President Trump, through his counselor Kellyanne Conway has asked us not to judge him by what comes out of his mouth, but by what’s in his heart. Jesus saw that one coming 2,000 years ago: “A good man” he taught, “brings good things out of the good stored up in his heart, and an evil man brings evil things out of the evil stored up in his heart. For the mouth speaks what the heart is full of.” For those of you who have made it this far down in my meager attempt to communicate, these words can be found in Luke 6:45. If the eyes are the windows to the soul, then the mouth is a megaphone. Or, like my parents used to say: A vulgar mouth is the sign of a vulgar heart.

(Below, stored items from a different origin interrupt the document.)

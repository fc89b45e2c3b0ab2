//! Undirected simple graph model.
//!
//! [`Graph`] is immutable once built. New graphs are assembled with a
//! [`GraphBuilder`] that owns fresh storage, so a transformation can never
//! alias or modify the graph it reads from. Nodes, neighbours, and edges are
//! iterated in ascending identifier order.

use std::{
    collections::{BTreeMap, BTreeSet},
    fmt,
    ops::Bound,
};

/// Identifier assigned to a graph node.
///
/// # Examples
/// ```
/// use rewire_core::NodeId;
///
/// let id = NodeId::new(4);
/// assert_eq!(id.get(), 4);
/// assert_eq!(id.successor(), Some(NodeId::new(5)));
/// assert_eq!(NodeId::new(u64::MAX).successor(), None);
/// ```
#[derive(Debug, Clone, Copy, PartialEq, Eq, Hash, PartialOrd, Ord)]
pub struct NodeId(u64);

impl NodeId {
    /// Creates a new node identifier.
    #[must_use]
    pub const fn new(id: u64) -> Self {
        Self(id)
    }

    /// Returns the underlying numeric identifier.
    #[must_use]
    pub const fn get(self) -> u64 {
        self.0
    }

    /// Returns the identifier immediately after this one, or `None` at
    /// `u64::MAX`.
    #[must_use]
    pub const fn successor(self) -> Option<Self> {
        match self.0.checked_add(1) {
            Some(next) => Some(Self(next)),
            None => None,
        }
    }
}

impl From<u64> for NodeId {
    fn from(id: u64) -> Self {
        Self(id)
    }
}

impl fmt::Display for NodeId {
    fn fmt(&self, f: &mut fmt::Formatter<'_>) -> fmt::Result {
        write!(f, "{}", self.0)
    }
}

/// Unordered pair of distinct nodes, stored with the lower identifier first.
///
/// # Examples
/// ```
/// use rewire_core::{Edge, NodeId};
///
/// let edge = Edge::new(NodeId::new(7), NodeId::new(2)).expect("endpoints differ");
/// assert_eq!(edge.endpoints(), (NodeId::new(2), NodeId::new(7)));
/// assert!(Edge::new(NodeId::new(3), NodeId::new(3)).is_none());
/// ```
#[derive(Debug, Clone, Copy, PartialEq, Eq, Hash, PartialOrd, Ord)]
pub struct Edge {
    low: NodeId,
    high: NodeId,
}

impl Edge {
    /// Builds an edge between `a` and `b`, returning `None` for a self-loop.
    #[must_use]
    pub fn new(a: NodeId, b: NodeId) -> Option<Self> {
        match a.cmp(&b) {
            std::cmp::Ordering::Less => Some(Self { low: a, high: b }),
            std::cmp::Ordering::Greater => Some(Self { low: b, high: a }),
            std::cmp::Ordering::Equal => None,
        }
    }

    /// Returns the endpoints in ascending order.
    #[must_use]
    pub const fn endpoints(self) -> (NodeId, NodeId) {
        (self.low, self.high)
    }
}

impl fmt::Display for Edge {
    fn fmt(&self, f: &mut fmt::Formatter<'_>) -> fmt::Result {
        write!(f, "({}, {})", self.low, self.high)
    }
}

/// Immutable undirected graph without self-loops or parallel edges.
///
/// # Examples
/// ```
/// use rewire_core::{GraphBuilder, NodeId};
///
/// let graph = GraphBuilder::new()
///     .with_nodes([0_u64, 1, 2, 3])
///     .with_edges([(0_u64, 1), (1, 2), (2, 0)])
///     .build();
/// assert_eq!(graph.node_count(), 4);
/// assert_eq!(graph.edge_count(), 3);
/// assert_eq!(graph.degree(NodeId::new(1)), Some(2));
/// assert_eq!(graph.isolated_nodes().collect::<Vec<_>>(), vec![NodeId::new(3)]);
/// ```
#[derive(Debug, Clone, Default, PartialEq, Eq)]
pub struct Graph {
    adjacency: BTreeMap<NodeId, BTreeSet<NodeId>>,
    edge_count: usize,
}

impl Graph {
    /// Returns a graph with no nodes.
    #[must_use]
    pub fn empty() -> Self {
        Self::default()
    }

    /// Returns the number of nodes.
    #[must_use]
    pub fn node_count(&self) -> usize {
        self.adjacency.len()
    }

    /// Returns the number of undirected edges.
    #[must_use]
    pub fn edge_count(&self) -> usize {
        self.edge_count
    }

    /// Returns `true` when the graph has no nodes.
    #[must_use]
    pub fn is_empty(&self) -> bool {
        self.adjacency.is_empty()
    }

    /// Iterates over node identifiers in ascending order.
    pub fn nodes(&self) -> impl Iterator<Item = NodeId> + '_ {
        self.adjacency.keys().copied()
    }

    /// Iterates over every edge exactly once, ordered by lower endpoint.
    pub fn edges(&self) -> impl Iterator<Item = Edge> + '_ {
        self.adjacency.iter().flat_map(|(&node, neighbours)| {
            neighbours
                .range((Bound::Excluded(node), Bound::Unbounded))
                .map(move |&other| Edge { low: node, high: other })
        })
    }

    /// Iterates over the neighbours of `node` in ascending order.
    ///
    /// Yields nothing when `node` is not part of the graph.
    pub fn neighbors(&self, node: NodeId) -> impl Iterator<Item = NodeId> + '_ {
        self.adjacency.get(&node).into_iter().flatten().copied()
    }

    /// Returns the degree of `node`, or `None` when it is not in the graph.
    #[must_use]
    pub fn degree(&self, node: NodeId) -> Option<usize> {
        self.adjacency.get(&node).map(BTreeSet::len)
    }

    /// Returns `true` when `node` belongs to the graph.
    #[must_use]
    pub fn contains_node(&self, node: NodeId) -> bool {
        self.adjacency.contains_key(&node)
    }

    /// Returns `true` when `a` and `b` are joined by an edge.
    #[must_use]
    pub fn contains_edge(&self, a: NodeId, b: NodeId) -> bool {
        self.adjacency
            .get(&a)
            .is_some_and(|neighbours| neighbours.contains(&b))
    }

    /// Returns the largest node identifier, or `None` for an empty graph.
    #[must_use]
    pub fn max_node(&self) -> Option<NodeId> {
        self.adjacency.keys().next_back().copied()
    }

    /// Returns an identifier not yet present in the graph.
    ///
    /// This is `max + 1`, or `0` for an empty graph. When the maximum is
    /// `u64::MAX` the smallest unused identifier is returned instead; one
    /// always exists because a graph cannot hold `2^64` nodes.
    ///
    /// # Examples
    /// ```
    /// use rewire_core::{Graph, GraphBuilder, NodeId};
    ///
    /// assert_eq!(Graph::empty().next_node_id(), NodeId::new(0));
    /// let graph = GraphBuilder::new().with_nodes([0_u64, 4]).build();
    /// assert_eq!(graph.next_node_id(), NodeId::new(5));
    /// let saturated = GraphBuilder::new().with_nodes([0_u64, u64::MAX]).build();
    /// assert_eq!(saturated.next_node_id(), NodeId::new(1));
    /// ```
    #[must_use]
    pub fn next_node_id(&self) -> NodeId {
        match self.max_node() {
            None => NodeId::new(0),
            Some(max) => max.successor().unwrap_or_else(|| self.smallest_unused_id()),
        }
    }

    fn smallest_unused_id(&self) -> NodeId {
        let mut candidate = 0_u64;
        for node in self.adjacency.keys() {
            if node.get() != candidate {
                break;
            }
            candidate = candidate.saturating_add(1);
        }
        NodeId::new(candidate)
    }

    /// Iterates over nodes that have no incident edges.
    pub fn isolated_nodes(&self) -> impl Iterator<Item = NodeId> + '_ {
        self.adjacency
            .iter()
            .filter(|(_, neighbours)| neighbours.is_empty())
            .map(|(&node, _)| node)
    }
}

/// Accumulates nodes and edges for a new [`Graph`].
///
/// Edge insertion is idempotent: repeating an edge, in either orientation,
/// leaves the builder unchanged. Endpoints are added to the node set
/// automatically and self-loops are refused.
///
/// # Examples
/// ```
/// use rewire_core::{GraphBuilder, NodeId};
///
/// let mut builder = GraphBuilder::new();
/// assert!(builder.insert_edge(NodeId::new(0), NodeId::new(1)));
/// assert!(!builder.insert_edge(NodeId::new(1), NodeId::new(0)));
/// assert!(!builder.insert_edge(NodeId::new(2), NodeId::new(2)));
/// let graph = builder.build();
/// assert_eq!(graph.edge_count(), 1);
/// assert_eq!(graph.node_count(), 2);
/// ```
#[derive(Debug, Clone, Default)]
pub struct GraphBuilder {
    adjacency: BTreeMap<NodeId, BTreeSet<NodeId>>,
    edge_count: usize,
}

impl GraphBuilder {
    /// Creates an empty builder.
    #[must_use]
    pub fn new() -> Self {
        Self::default()
    }

    /// Creates a builder seeded with a copy of `graph`'s nodes and edges.
    ///
    /// The builder owns its own storage; changes never reach `graph`.
    #[must_use]
    pub fn from_graph(graph: &Graph) -> Self {
        Self {
            adjacency: graph.adjacency.clone(),
            edge_count: graph.edge_count,
        }
    }

    /// Adds every node yielded by `nodes`.
    #[must_use]
    pub fn with_nodes<I>(mut self, nodes: I) -> Self
    where
        I: IntoIterator,
        I::Item: Into<NodeId>,
    {
        for node in nodes {
            self.insert_node(node.into());
        }
        self
    }

    /// Adds every edge yielded by `edges`, skipping self-loops and repeats.
    #[must_use]
    pub fn with_edges<I, N>(mut self, edges: I) -> Self
    where
        I: IntoIterator<Item = (N, N)>,
        N: Into<NodeId>,
    {
        for (a, b) in edges {
            self.insert_edge(a.into(), b.into());
        }
        self
    }

    /// Adds `node`, returning `true` if it was not already present.
    pub fn insert_node(&mut self, node: NodeId) -> bool {
        if self.adjacency.contains_key(&node) {
            return false;
        }
        self.adjacency.insert(node, BTreeSet::new());
        true
    }

    /// Joins `a` and `b`, returning `true` if a new edge was created.
    ///
    /// Returns `false` for self-loops and for edges that already exist.
    pub fn insert_edge(&mut self, a: NodeId, b: NodeId) -> bool {
        if a == b {
            return false;
        }
        let inserted = self.adjacency.entry(a).or_default().insert(b);
        self.adjacency.entry(b).or_default().insert(a);
        if inserted {
            self.edge_count += 1;
        }
        inserted
    }

    /// Finalises the builder into an immutable [`Graph`].
    #[must_use]
    pub fn build(self) -> Graph {
        Graph {
            adjacency: self.adjacency,
            edge_count: self.edge_count,
        }
    }
}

Before you write me off as a Trump-hater, let me assure you that I’m not and hope I never am. However, I am leery of anyone who claims to have the answers for all of society’s problems, which is basically everyone who has or will in the future be a candidate for public office. But, that said, each of us must take responsibility for our words, our actions, our comments and our outrage. The capacity for outrage is like a physical muscle in the sense that it both tires and becomes stronger by being worked. And certainly, the lack of civility by all involved in this presidential campaign worked our capacity for outrage like a Marine drill sergeant. At the end of the day, everyone has a reason to be outraged about something.
So, what to do? Here are my suggestions:
Watch our language. Words have started wars, ended friendships, and sunk ships (loose lips sink ships).
Disagree when you must, but don’t be disagreeable. It’s okay to have opinions, but think before you let it rip. What you say and what you post on social media has a long shelf life.
Strive to do your part to form a More Perfect Union. Are you repeating something that may not be true? Do the words you’re about to speak serve any positive purpose? Remember that your words reflect what lives in your heart. Do your words serve to bring about justice, tranquility and good general welfare?
What happened in November is in the rear view mirror. There’s a reason why a rear view mirror is small and a windshield is big. It’s okay to glance in the rear view mirror every occasionally, but don’t stare at it. If you do, you’ll lose sight of where you’re trying to go.
Make the most of every day you’re given. Was a big egg laid in November? Maybe, but just like we’ve always heard “when life gives you lemons, make lemonade”, the same is true for eggs. I love bacon and eggs.